- Born: James Mitchell DeBardeleben Jr. March 20, 1940 Little Rock, Arkansas, U.S.
- Died: January 26, 2011 (aged 70) FMC Butner, Durham County, North Carolina, U.S.
- Other name: The Mall Passer
- Criminal penalty: 375 years imprisonment

Details
- Victims: 6+ survived 4+ murders suspected

= Mike DeBardeleben =

American criminal (1940–2011)

James Mitchell "Mike" DeBardeleben Jr. (March 20, 1940 – January 26, 2011) was an American convicted kidnapper, rapist, counterfeiter, and suspected serial killer who became known as the Mall Passer due to his practice of passing counterfeit bills in shopping malls bordering interstate highways across the United States. FBI profiler Roy Hazelwood said DeBardeleben was the best-documented sexual sadist since the Marquis de Sade, and one of America's most dangerous known criminals.

In personality, DeBardeleben displayed marked schizoid and narcissistic traits, along with symptoms of psychopathy.
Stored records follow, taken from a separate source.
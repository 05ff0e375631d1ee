//
//  kongo
//  output/mod.rs
//
//  Created by Ngonidzashe Mangudya on 2026/01/12.
//  Copyright (c) 2025 IAMNGONI. All rights reserved.
//

//! # Output Formatting
//!
//! Renders Admin API results for the terminal, either as tables and
//! key/value listings or as pretty-printed JSON (`--json`).
//!
//! ## Components
//!
//! - [`OutputWriter`]: Picks the format and writes values, errors and notices
//! - [`TableOutput`]: Implemented by every type the CLI can show as a table
//! - [`TableBuilder`]: comfy-table wrapper used by those implementations
//!
//! ## Color
//!
//! Color follows `console::colors_enabled()`, so `NO_COLOR`, `CLICOLOR` and
//! non-terminal stdout all disable it.

mod json;
mod table;

pub use json::*;
pub use table::*;

use serde::Serialize;

/// How results are rendered.
#[derive(Debug, Clone, Copy, PartialEq, Eq, Default)]
pub enum OutputFormat {
    /// Tables and key/value listings.
    #[default]
    Table,
    /// Pretty-printed JSON.
    Json,
}

/// Writes results in the selected format.
///
/// # Example
///
/// ```rust,no_run
/// use kongo::output::{OutputFormat, OutputWriter};
///
/// let writer = OutputWriter::new(OutputFormat::Json);
/// writer.write_success("Deleted service foo");
/// ```
pub struct OutputWriter {
    format: OutputFormat,
    color: bool,
}

impl OutputWriter {
    pub fn new(format: OutputFormat) -> Self {
        Self {
            format,
            color: console::colors_enabled(),
        }
    }

    pub fn format(&self) -> OutputFormat {
        self.format
    }

    /// Writes a value as a table or as JSON.
    pub fn write<T: Serialize + TableOutput>(&self, value: &T) -> anyhow::Result<()> {
        match self.format {
            OutputFormat::Json => write_json(value)?,
            OutputFormat::Table => value.print_table(self.color),
        }
        Ok(())
    }

    /// Writes an informational line to stderr, keeping stdout clean for data.
    pub fn write_info(&self, msg: &str) {
        use console::style;

        if self.color {
            eprintln!("{}", style(msg).dim());
        } else {
            eprintln!("{}", msg);
        }
    }

    /// Writes a success message to stdout.
    ///
    /// In JSON mode nothing is printed; scripts check the exit code.
    pub fn write_success(&self, msg: &str) {
        use console::style;

        if self.format == OutputFormat::Json {
            return;
        }
        if self.color {
            println!("{} {}", style("✓").green().bold(), msg);
        } else {
            println!("✓ {}", msg);
        }
    }
}

/// Types that can render themselves for the terminal.
pub trait TableOutput {
    /// Prints the value to stdout.
    fn print_table(&self, color: bool);
}

/// Prints a bold header underlined with dashes.
pub fn print_header(text: &str) {
    use console::style;

    println!("{}", style(text).bold());
    println!("{}", "-".repeat(text.chars().count()));
}

/// Prints a `key: value` line, dimming the key when color is enabled.
pub fn print_field(key: &str, value: &str, color: bool) {
    use console::style;

    if color {
        println!("{}: {}", style(key).dim(), value);
    } else {
        println!("{}: {}", key, value);
    }
}

#[cfg(test)]
mod tests {
    use super::*;

    #[test]
    fn test_default_format_is_table() {
        assert_eq!(OutputFormat::default(), OutputFormat::Table);
        assert_eq!(OutputWriter::new(OutputFormat::Json).format(), OutputFormat::Json);
    }
}
//
//  kongo
//  api/resources/cluster.rs
//
//  Created by Ngonidzashe Mangudya on 2026/01/12.
//  Copyright (c) 2025 IAMNGONI. All rights reserved.
//

//! Cluster membership for legacy (Serf based) Kong clusters.

use serde::{Deserialize, Serialize};
use tokio_util::sync::CancellationToken;

use super::{item_path, Endpoint};
use crate::api::client::KongClient;
use crate::api::common::KongError;
use crate::api::response::KongResponse;

const CLUSTER_PATH: &str = "/cluster";

/// Members of the cluster.
#[derive(Debug, Clone, Default, Serialize, Deserialize)]
#[serde(default)]
pub struct ClusterStatus {
    #[serde(rename = "data")]
    pub nodes: Vec<ClusterNode>,
    pub total: u64,
}

#[derive(Debug, Clone, Default, Serialize, Deserialize)]
#[serde(default)]
pub struct ClusterNode {
    pub address: String,
    pub name: String,
    /// `alive`, `failed` or `leaving`.
    pub status: String,
}

/// Cluster endpoints.
#[derive(Debug, Clone)]
pub struct ClusterService<'c> {
    endpoint: Endpoint<'c>,
}

impl<'c> ClusterService<'c> {
    pub(crate) fn new(client: &'c KongClient) -> Self {
        Self {
            endpoint: Endpoint::new(client),
        }
    }

    /// Binds `token` to every request made through this view.
    pub fn with_cancel(self, token: CancellationToken) -> Self {
        Self {
            endpoint: self.endpoint.with_cancel(token),
        }
    }

    /// `GET /cluster`
    pub async fn status(&self) -> Result<(ClusterStatus, KongResponse), KongError> {
        self.endpoint.fetch(CLUSTER_PATH).await
    }

    /// `DELETE /cluster/{name}`, forcibly removing a node.
    pub async fn delete(&self, name: &str) -> Result<KongResponse, KongError> {
        self.endpoint.remove(&item_path(CLUSTER_PATH, name)).await
    }
}
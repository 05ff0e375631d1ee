//
//  kongo
//  tests/cli.rs
//
//  Created by Ngonidzashe Mangudya on 2026/01/12.
//  Copyright (c) 2025 IAMNGONI. All rights reserved.
//

//! End-to-end checks of the `kongo` binary.

use assert_cmd::Command;
use predicates::prelude::*;
use tempfile::TempDir;

/// A `kongo` command with its config directory isolated under `home`.
fn kongo(home: &TempDir) -> Command {
    let mut cmd = Command::cargo_bin("kongo").unwrap();
    cmd.env("HOME", home.path())
        .env("XDG_CONFIG_HOME", home.path().join(".config"))
        .env_remove("KONGO_URL")
        .env_remove("KONGO_TIMEOUT")
        .env_remove("KONGO_LOG");
    cmd
}

#[test]
fn test_help() {
    let home = TempDir::new().unwrap();
    kongo(&home)
        .arg("--help")
        .assert()
        .success()
        .stdout(predicate::str::contains("Admin API"))
        .stdout(predicate::str::contains("service"));
}

#[test]
fn test_version() {
    let home = TempDir::new().unwrap();
    kongo(&home)
        .arg("version")
        .assert()
        .success()
        .stdout(predicate::str::contains(format!(
            "kongo version {}",
            env!("CARGO_PKG_VERSION")
        )));
}

#[test]
fn test_config_round_trip() {
    let home = TempDir::new().unwrap();

    kongo(&home)
        .args(["config", "path"])
        .assert()
        .success()
        .stdout(predicate::str::contains("config.toml"));

    kongo(&home)
        .args(["config", "set", "timeout_secs", "5"])
        .assert()
        .success();

    kongo(&home)
        .args(["config", "get", "timeout_secs"])
        .assert()
        .success()
        .stdout("5\n");

    kongo(&home)
        .args(["config", "get", "admin_url", "--json"])
        .assert()
        .success()
        .stdout(predicate::str::contains("http://127.0.0.1:8001"));
}

#[test]
fn test_config_rejects_unknown_keys() {
    let home = TempDir::new().unwrap();
    kongo(&home)
        .args(["config", "set", "editor", "vim"])
        .assert()
        .code(1)
        .stderr(predicate::str::contains("Unknown config key"));
}

#[test]
fn test_completion_bash() {
    let home = TempDir::new().unwrap();
    kongo(&home)
        .args(["completion", "bash"])
        .assert()
        .success()
        .stdout(predicate::str::contains("kongo"));
}

#[test]
fn test_unreachable_admin_api() {
    let home = TempDir::new().unwrap();
    kongo(&home)
        .args(["--url", "http://127.0.0.1:1", "node", "status"])
        .assert()
        .code(1)
        .stderr(predicate::str::contains("Error:"));
}

#[test]
fn test_not_found_exit_code() {
    let home = TempDir::new().unwrap();
    let mut server = mockito::Server::new();
    let _mock = server
        .mock("GET", "/services/missing")
        .with_status(404)
        .with_body(r#"{"message":"Not found"}"#)
        .create();

    kongo(&home)
        .args(["service", "get", "missing", "--url", &server.url()])
        .assert()
        .code(8)
        .stderr(predicate::str::contains("404 Not found"));
}

#[test]
fn test_node_status_json() {
    let home = TempDir::new().unwrap();
    let mut server = mockito::Server::new();
    let _mock = server
        .mock("GET", "/status")
        .with_status(200)
        .with_body(r#"{"database":{"reachable":true},"server":{"total_requests":3}}"#)
        .create();

    kongo(&home)
        .env("KONGO_URL", server.url())
        .args(["node", "status", "--json"])
        .assert()
        .success()
        .stdout(predicate::str::contains(r#""reachable": true"#));
}

#[test]
fn test_raw_api_request() {
    let home = TempDir::new().unwrap();
    let mut server = mockito::Server::new();
    let mock = server
        .mock("POST", "/services")
        .match_body(mockito::Matcher::Json(serde_json::json!({"name": "foo"})))
        .with_status(201)
        .with_body(r#"{"id":"s1","name":"foo"}"#)
        .create();

    kongo(&home)
        .args(["--url", &server.url(), "api", "-X", "POST", "/services"])
        .args(["-d", r#"{"name":"foo"}"#])
        .assert()
        .success()
        .stdout(predicate::str::contains(r#""id": "s1""#));

    mock.assert();
}

#[test]
fn test_raw_api_method_is_upper_cased() {
    let home = TempDir::new().unwrap();
    let mut server = mockito::Server::new();
    let mock = server
        .mock("DELETE", "/services/foo")
        .with_status(204)
        .create();

    kongo(&home)
        .args(["--url", &server.url(), "api", "-X", "delete", "/services/foo"])
        .assert()
        .success()
        .stdout(predicate::str::contains("204"));

    mock.assert();
}
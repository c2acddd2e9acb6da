// Copyright (c) 2025 Kirky.X
//
// Licensed under the MIT License
// See LICENSE file in the project root for full license information.

use chrono::{DateTime, Local};
use tracing::Span;
use uuid::Uuid;

/// 运行上下文
///
/// 每次运行构建一次，提供时间戳和运行级别的日志 span
#[derive(Debug, Clone)]
pub struct RunContext {
    pub run_id: Uuid,
    pub started_at: DateTime<Local>,
    /// `%Y%m%d_%H%M%S` 格式的启动时间
    pub timestamp: String,
    span: Span,
}

impl RunContext {
    pub fn new() -> Self {
        Self::at(Local::now())
    }

    pub fn at(started_at: DateTime<Local>) -> Self {
        let run_id = Uuid::new_v4();
        let timestamp = started_at.format("%Y%m%d_%H%M%S").to_string();
        let span = tracing::info_span!("crawl_run", run_id = %run_id, timestamp = %timestamp);
        Self {
            run_id,
            started_at,
            timestamp,
            span,
        }
    }

    /// 新建表格的标题
    pub fn spreadsheet_title(&self, prefix: &str) -> String {
        format!("{}-{}", prefix, self.timestamp)
    }

    /// 工作表标题
    pub fn sheet_title(&self, prefix: &str) -> String {
        format!("{}_{}", prefix, self.timestamp)
    }

    pub fn span(&self) -> &Span {
        &self.span
    }
}

impl Default for RunContext {
    fn default() -> Self {
        Self::new()
    }
}
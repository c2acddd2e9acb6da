// Copyright (c) 2025 Kirky.X
//
// Licensed under the MIT License
// See LICENSE file in the project root for full license information.

use crate::domain::models::item_record::{ItemRecord, ResultSet};
use std::collections::HashSet;
use tokio::sync::mpsc;
use tokio::task::JoinHandle;
use tracing::debug;

/// 结果收集器
///
/// 结果集只由收集任务持有。所有发送端被丢弃后任务结束并返回完整结果集
pub struct ResultCollector;

impl ResultCollector {
    /// 启动收集任务
    ///
    /// # 参数
    ///
    /// * `dedupe_by_url` - 是否丢弃来源URL重复的记录
    pub fn spawn(dedupe_by_url: bool) -> (mpsc::UnboundedSender<ItemRecord>, JoinHandle<ResultSet>) {
        let (tx, mut rx) = mpsc::unbounded_channel::<ItemRecord>();

        let handle = tokio::spawn(async move {
            let mut results = ResultSet::new();
            let mut seen = HashSet::new();

            while let Some(record) = rx.recv().await {
                if dedupe_by_url && !seen.insert(record.source_url.clone()) {
                    debug!("Skipping duplicate item {}", record.source_url);
                    continue;
                }
                results.push(record);
            }

            results
        });

        (tx, handle)
    }
}
// Copyright (c) 2025 Kirky.X
//
// Licensed under the MIT License
// See LICENSE file in the project root for full license information.

use thiserror::Error;

/// 提取器构建错误类型
///
/// 选择器和正则在启动时编译一次，逐页提取本身不会失败
#[derive(Error, Debug)]
pub enum ExtractionError {
    #[error("无效选择器 `{selector}`: {reason}")]
    InvalidSelector { selector: String, reason: String },

    #[error("无效正则表达式: {0}")]
    InvalidPattern(#[from] regex::Error),
}
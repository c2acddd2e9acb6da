// Copyright (c) 2025 Kirky.X
//
// Licensed under the MIT License
// See LICENSE file in the project root for full license information.

/// 配置模块
///
/// 处理应用程序的配置设置，包括爬虫、节流、重试和表格输出等配置
pub mod settings;
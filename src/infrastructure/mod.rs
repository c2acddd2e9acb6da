// Copyright (c) 2025 Kirky.X
//
// Licensed under the MIT License
// See LICENSE file in the project root for full license information.

/// 基础设施层模块
///
/// 该模块包含与外部系统交互的技术实现：
/// - 指标（metrics）：运行统计和 Prometheus 导出
/// - 表格（sheets）：领域输出接口的 Google Sheets 实现
pub mod metrics;
pub mod sheets;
He also exemplified all eight of the outdated DSM-III-R criteria for sadistic personality disorder. DeBardeleben was characterized as having a "Jekyll and Hyde" personality, whose demeanor could shift from affable to extremely cruel. The DSM-IV cites DeBardeleben as an example of both sexual sadism and antisocial personality disorder.

After his arrest for counterfeiting, the Secret Service found evidence linking him to a series of sex crimes; he was tried, found guilty and sentenced to 375 years in federal prison. Although he was never brought to trial for murder, he was the principal suspect in two homicides, and he remains a suspect in several others. He died of pneumonia at the Federal Medical Center in Butner, North Carolina, in early 2011.

==Background==
Mike DeBardeleben was born on March 20, 1940, in Little Rock, Arkansas, the second of three children born to James Mitchell DeBardeleben Sr. and Mary Lou DeBardeleben (née Edwards). The DeBardelebens were a military family who moved frequently. After the attack on Pearl Harbor, James DeBardeleben Sr. took a commission as a lieutenant in the United States Army, and was posted to Washington, D.C., for the duration of World War II. Mike's younger brother, Ralph, later became a U.S. Army paratrooper.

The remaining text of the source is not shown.